Mark Selby reveals mental health issues after Masters exit

Mark Selby is currently struggling with a mental health issue (Picture: Getty Images)

Mark Selby has revealed he has mental health issues and will seek help to improve the situation following his exit from the Masters on Friday night.

The world champion and world number one was beaten 6-1 by Barry Hawkins in the quarter-final at Alexandra Palace on Friday, a performance he called “garbage” and certainly well below par for a player of its quality.

He has since revealed he was suffering mentally and admits he put a ‘brave face’ on it this week at London.

It wasn’t necessary, but Selby apologized to his friends and family for “letting them down” in the game against Hawkins, but they all hope he can recover as soon as possible.

Selby tweeted: ‘I just want to apologize to all my friends and family for letting them down. Mentally not in the right place at the moment, I had a relapse and trying to contain it and look good is not the answer. I promise to get help and become a better #mentalhealth person.’

WPBSA chairman Jason Ferguson responded, offering his support for the world number one and any other players who need it.

“The WPBSA is not just a governing body, it is a membership association which includes a player support body for World Snooker Tour players,” Ferguson said.

“We are always sorry to hear if any of our players are going through a difficult time, support is there for Mark and any other members playing on the WST.”
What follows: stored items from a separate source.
//! End-to-end tests for the boundary API over the in-memory fixture catalog.

use axum::http::{HeaderName, HeaderValue};
use axum_test::TestServer;
use serde_json::Value;

use boundaryline_service_api::build_router;
use boundaryline_service_shared::test_utils::{fixture_state, fixture_state_with_config, test_config};

fn server() -> TestServer {
    TestServer::new(build_router(fixture_state())).expect("router builds")
}

#[tokio::test]
async fn boundary_set_list_shape() {
    let server = server();
    let response = server.get("/1.0/boundary-set/").await;
    response.assert_status_ok();

    let body: Value = response.json();
    assert_eq!(body["meta"]["total_count"], 2);
    assert_eq!(body["meta"]["limit"], 20);
    assert_eq!(body["meta"]["next"], Value::Null);

    let objects = body["objects"].as_array().unwrap();
    assert_eq!(objects.len(), 2);
    // Sets come back in name order.
    assert_eq!(objects[0]["name"], "Community Areas");
    assert_eq!(objects[1]["name"], "Wards");

    // Internal fields are excluded from the wire format.
    assert!(objects[0].get("id").is_none());
    assert!(objects[0].get("singular").is_none());
    assert!(objects[0].get("kind_first").is_none());

    // Boundaries appear as resource URIs.
    let wards_boundaries = objects[1]["boundaries"].as_array().unwrap();
    assert!(wards_boundaries.contains(&Value::String("/1.0/boundary/ward-1/".to_string())));
}

#[tokio::test]
async fn boundary_set_detail_and_missing_slug() {
    let server = server();

    let response = server.get("/1.0/boundary-set/wards/").await;
    response.assert_status_ok();
    let body: Value = response.json();
    assert_eq!(body["name"], "Wards");
    assert_eq!(body["resource_uri"], "/1.0/boundary-set/wards/");

    let response = server.get("/1.0/boundary-set/nope/").await;
    assert_eq!(response.status_code(), 404);
    let problem: Value = response.json();
    assert_eq!(problem["type"], "/problems/not-found");
}

#[tokio::test]
async fn boundary_list_defaults_to_simple_shapes() {
    let server = server();
    let response = server.get("/1.0/boundary/").await;
    response.assert_status_ok();

    let body: Value = response.json();
    assert_eq!(body["meta"]["total_count"], 3);

    for object in body["objects"].as_array().unwrap() {
        assert!(object.get("simple_shape").is_some());
        assert!(object.get("shape").is_none());
        assert!(object.get("id").is_none());
        assert!(object.get("display_name").is_none());
    }
}

#[tokio::test]
async fn boundary_list_shape_type_full_and_none() {
    let server = server();

    let response = server
        .get("/1.0/boundary/")
        .add_query_param("shape_type", "full")
        .await;
    for object in response.json::<Value>()["objects"].as_array().unwrap() {
        assert!(object.get("shape").is_some());
        assert!(object.get("simple_shape").is_none());
    }

    let response = server
        .get("/1.0/boundary/")
        .add_query_param("shape_type", "none")
        .await;
    for object in response.json::<Value>()["objects"].as_array().unwrap() {
        assert!(object.get("shape").is_none());
        assert!(object.get("simple_shape").is_none());
    }
}

#[tokio::test]
async fn boundary_list_excludes_are_best_effort() {
    let server = server();
    let response = server
        .get("/1.0/boundary/")
        .add_query_param("excludes", "metadata,bogus_field")
        .await;
    response.assert_status_ok();

    for object in response.json::<Value>()["objects"].as_array().unwrap() {
        assert!(object.get("metadata").is_none());
        assert!(object.get("name").is_some());
    }
}

#[tokio::test]
async fn boundary_list_filters() {
    let server = server();

    // sets
    let response = server
        .get("/1.0/boundary/")
        .add_query_param("sets", "wards")
        .await;
    let body: Value = response.json();
    assert_eq!(body["meta"]["total_count"], 2);

    // contains: overlap point hits Ward 1 and Austin
    let response = server
        .get("/1.0/boundary/")
        .add_query_param("contains", "41.85,-87.66")
        .await;
    let slugs: Vec<String> = response.json::<Value>()["objects"]
        .as_array()
        .unwrap()
        .iter()
        .map(|o| o["slug"].as_str().unwrap().to_string())
        .collect();
    assert_eq!(slugs, vec!["austin-community-area", "ward-1"]);

    // near with 5 miles reaches only Ward 2
    let response = server
        .get("/1.0/boundary/")
        .add_query_param("near", "41.85,-87.45,5mi")
        .await;
    let body: Value = response.json();
    assert_eq!(body["meta"]["total_count"], 1);
    assert_eq!(body["objects"][0]["slug"], "ward-2");

    // intersects includes the boundary itself
    let response = server
        .get("/1.0/boundary/")
        .add_query_param("intersects", "ward-1")
        .await;
    let slugs: Vec<String> = response.json::<Value>()["objects"]
        .as_array()
        .unwrap()
        .iter()
        .map(|o| o["slug"].as_str().unwrap().to_string())
        .collect();
    assert!(slugs.contains(&"ward-1".to_string()));

    // external_id exact and prefix
    let response = server
        .get("/1.0/boundary/")
        .add_query_param("external_id", "0100")
        .await;
    assert_eq!(response.json::<Value>()["meta"]["total_count"], 1);

    let response = server
        .get("/1.0/boundary/")
        .add_query_param("external_id", "0*")
        .await;
    assert_eq!(response.json::<Value>()["meta"]["total_count"], 2);

    // combined filters AND together
    let response = server
        .get("/1.0/boundary/")
        .add_query_param("contains", "41.85,-87.66")
        .add_query_param("sets", "wards")
        .await;
    let body: Value = response.json();
    assert_eq!(body["meta"]["total_count"], 1);
    assert_eq!(body["objects"][0]["slug"], "ward-1");
}

#[tokio::test]
async fn malformed_filters_are_client_errors() {
    let server = server();

    // near distance without a leading digit
    let response = server
        .get("/1.0/boundary/")
        .add_query_param("near", "41.88,-87.63,mi")
        .await;
    assert_eq!(response.status_code(), 400);
    let problem: Value = response.json();
    assert_eq!(problem["type"], "/problems/invalid-filter");
    assert!(problem["detail"].as_str().unwrap().contains("near"));

    // unparseable contains point
    let response = server
        .get("/1.0/boundary/")
        .add_query_param("contains", "not-a-point")
        .await;
    assert_eq!(response.status_code(), 400);

    // intersects against an unknown slug is a 404
    let response = server
        .get("/1.0/boundary/")
        .add_query_param("intersects", "no-such-boundary")
        .await;
    assert_eq!(response.status_code(), 404);

    // unrecognized filter keys are ignored, not rejected
    let response = server
        .get("/1.0/boundary/")
        .add_query_param("frobnicate", "yes")
        .await;
    response.assert_status_ok();
}

#[tokio::test]
async fn boundary_detail_shaping() {
    let server = server();

    let response = server.get("/1.0/boundary/ward-1/").await;
    response.assert_status_ok();
    let body: Value = response.json();
    assert_eq!(body["slug"], "ward-1");
    assert_eq!(body["set"], "/1.0/boundary-set/wards/");
    assert!(body.get("simple_shape").is_some());
    assert!(body.get("shape").is_none());

    let response = server
        .get("/1.0/boundary/ward-1/")
        .add_query_param("shape_type", "full")
        .add_query_param("excludes", "metadata")
        .await;
    let body: Value = response.json();
    assert!(body.get("shape").is_some());
    assert!(body.get("simple_shape").is_none());
    assert!(body.get("metadata").is_none());

    let response = server.get("/1.0/boundary/no-such-slug/").await;
    assert_eq!(response.status_code(), 404);
}

#[tokio::test]
async fn external_id_redirect_resolves() {
    let server = server();

    let response = server.get("/1.0/boundary-set/wards/0100").await;
    assert_eq!(response.status_code(), 302);
    assert_eq!(
        response.header("location"),
        "http://testserver/1.0/boundary/ward-1/"
    );

    let response = server.get("/1.0/boundary-set/wards/9999").await;
    assert_eq!(response.status_code(), 404);

    let response = server.get("/1.0/boundary-set/no-such-set/0100").await;
    assert_eq!(response.status_code(), 404);
}

#[tokio::test]
async fn jsonp_wraps_response_body() {
    let server = server();

    let response = server
        .get("/1.0/boundary-set/")
        .add_query_param("callback", "handleData")
        .await;
    response.assert_status_ok();
    assert_eq!(
        response.header("content-type").to_str().unwrap(),
        "text/javascript"
    );
    let text = response.text();
    assert!(text.starts_with("handleData("));
    assert!(text.ends_with(')'));

    // format=jsonp without a callback is a client error
    let response = server
        .get("/1.0/boundary-set/")
        .add_query_param("format", "jsonp")
        .await;
    assert_eq!(response.status_code(), 400);

    // callback names that are not function names are rejected
    let response = server
        .get("/1.0/boundary-set/")
        .add_query_param("callback", "alert(1)")
        .await;
    assert_eq!(response.status_code(), 400);
}

#[tokio::test]
async fn pagination_links_walk_the_collection() {
    let server = server();

    let response = server
        .get("/1.0/boundary/")
        .add_query_param("limit", "1")
        .add_query_param("offset", "1")
        .await;
    let body: Value = response.json();
    assert_eq!(body["meta"]["total_count"], 3);
    assert_eq!(body["objects"].as_array().unwrap().len(), 1);
    assert_eq!(
        body["meta"]["next"],
        "http://testserver/1.0/boundary/?limit=1&offset=2"
    );
    assert_eq!(
        body["meta"]["previous"],
        "http://testserver/1.0/boundary/?limit=1&offset=0"
    );

    // limit=0 is rejected
    let response = server
        .get("/1.0/boundary/")
        .add_query_param("limit", "0")
        .await;
    assert_eq!(response.status_code(), 400);
}

#[tokio::test]
async fn non_get_methods_are_rejected() {
    let server = server();

    let response = server.post("/1.0/boundary/").await;
    assert_eq!(response.status_code(), 405);

    let response = server.delete("/1.0/boundary-set/wards/").await;
    assert_eq!(response.status_code(), 405);
}

#[tokio::test]
async fn throttle_rejects_after_limit() {
    let mut config = test_config();
    config.throttle_limit = 2;
    let server = TestServer::new(build_router(fixture_state_with_config(config))).unwrap();

    // Without connect info or forwarded headers every request shares the
    // anonymous identity.
    server.get("/1.0/boundary-set/").await.assert_status_ok();
    server.get("/1.0/boundary-set/").await.assert_status_ok();

    let response = server.get("/1.0/boundary-set/").await;
    assert_eq!(response.status_code(), 429);
    let problem: Value = response.json();
    assert_eq!(problem["type"], "/problems/rate-limited");
    assert!(response.header("retry-after").to_str().is_ok());

    // A different identity is unaffected in the same window.
    let response = server
        .get("/1.0/boundary-set/")
        .add_header(
            HeaderName::from_static("x-forwarded-for"),
            HeaderValue::from_static("203.0.113.7"),
        )
        .await;
    response.assert_status_ok();

    // Health probes bypass the gate.
    server.get("/health/live").await.assert_status_ok();
}

#[tokio::test]
async fn cached_responses_are_stable_within_ttl() {
    let server = server();

    let first = server
        .get("/1.0/boundary/")
        .add_query_param("sets", "wards")
        .await
        .text();
    let second = server
        .get("/1.0/boundary/")
        .add_query_param("sets", "wards")
        .await
        .text();
    assert_eq!(first, second);
}

#[tokio::test]
async fn health_probes_report_catalog() {
    let server = server();

    server.get("/health/live").await.assert_status_ok();

    let response = server.get("/health/ready").await;
    response.assert_status_ok();
    let body: Value = response.json();
    assert_eq!(body["sets_loaded"], 2);
    assert_eq!(body["boundaries_loaded"], 3);
}
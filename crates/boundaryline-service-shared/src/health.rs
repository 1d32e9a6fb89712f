//! Health check handlers for liveness and readiness probes.

use axum::{
    extract::State,
    http::StatusCode,
    response::{IntoResponse, Response},
    Json,
};
use serde::{Deserialize, Serialize};

use crate::AppState;

/// Health status response for liveness and readiness probes.
#[derive(Debug, Clone, Serialize, Deserialize)]
pub struct HealthStatus {
    /// Status indicator: "ok" or "not_ready: <reason>".
    pub status: String,

    /// Service name for identification.
    pub service: String,

    /// Service version from build-time.
    pub version: String,

    /// Number of boundary sets loaded (readiness only).
    #[serde(skip_serializing_if = "Option::is_none")]
    pub sets_loaded: Option<usize>,

    /// Number of boundaries loaded (readiness only).
    #[serde(skip_serializing_if = "Option::is_none")]
    pub boundaries_loaded: Option<usize>,
}

impl HealthStatus {
    /// Create a healthy liveness status.
    pub fn alive(service: &str, version: &str) -> Self {
        Self {
            status: "ok".to_string(),
            service: service.to_string(),
            version: version.to_string(),
            sets_loaded: None,
            boundaries_loaded: None,
        }
    }

    /// Create a ready status with catalog counts.
    pub fn ready(service: &str, version: &str, sets: usize, boundaries: usize) -> Self {
        Self {
            status: "ok".to_string(),
            service: service.to_string(),
            version: version.to_string(),
            sets_loaded: Some(sets),
            boundaries_loaded: Some(boundaries),
        }
    }

    /// Create a not-ready status.
    pub fn not_ready(service: &str, version: &str, reason: &str) -> Self {
        Self {
            status: format!("not_ready: {}", reason),
            service: service.to_string(),
            version: version.to_string(),
            sets_loaded: None,
            boundaries_loaded: None,
        }
    }
}

/// Liveness probe handler: 200 OK whenever the process is running.
pub async fn health_live() -> impl IntoResponse {
    let status = HealthStatus::alive(env!("CARGO_PKG_NAME"), env!("CARGO_PKG_VERSION"));
    (StatusCode::OK, Json(status))
}

/// Readiness probe handler: 200 OK once the catalog is loaded.
pub async fn health_ready(State(state): State<AppState>) -> Response {
    let service = env!("CARGO_PKG_NAME");
    let version = env!("CARGO_PKG_VERSION");

    let sets = state.catalog().sets().len();
    let boundaries = state.catalog().boundaries().len();

    if sets == 0 {
        let status = HealthStatus::not_ready(service, version, "no boundary sets loaded");
        return (StatusCode::SERVICE_UNAVAILABLE, Json(status)).into_response();
    }

    let status = HealthStatus::ready(service, version, sets, boundaries);
    (StatusCode::OK, Json(status)).into_response()
}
Selby had tweeted after last night’s game and, although disappointed, was contemplating his return to the table and wished his good friend Hawkins all the best for the rest of the event.

“Well, I don’t think I could play that badly if I tried too!!!!” Selby tweeted. “Good luck to Barry, I hope he wins it!” Shootout here we come.’

Selby has previously opened up about her mental health struggles, saying she dealt with depression during last year’s master’s degree.

“It’s tough,” he said. “When people are going through depression it’s very difficult and times like this don’t make it any easier because you’re locked up at home and you have so much time to think about things.

“When I was going through it – and even now I’m still on medication to this day – I went to professionals and they told me to do things you enjoy and try to keep your mind active. But it’s hard when you go through times like this because the things you love, you can’t do.

“The only thing you can do is talk to the professionals. Talk to your family and call for help and ask them to help you too.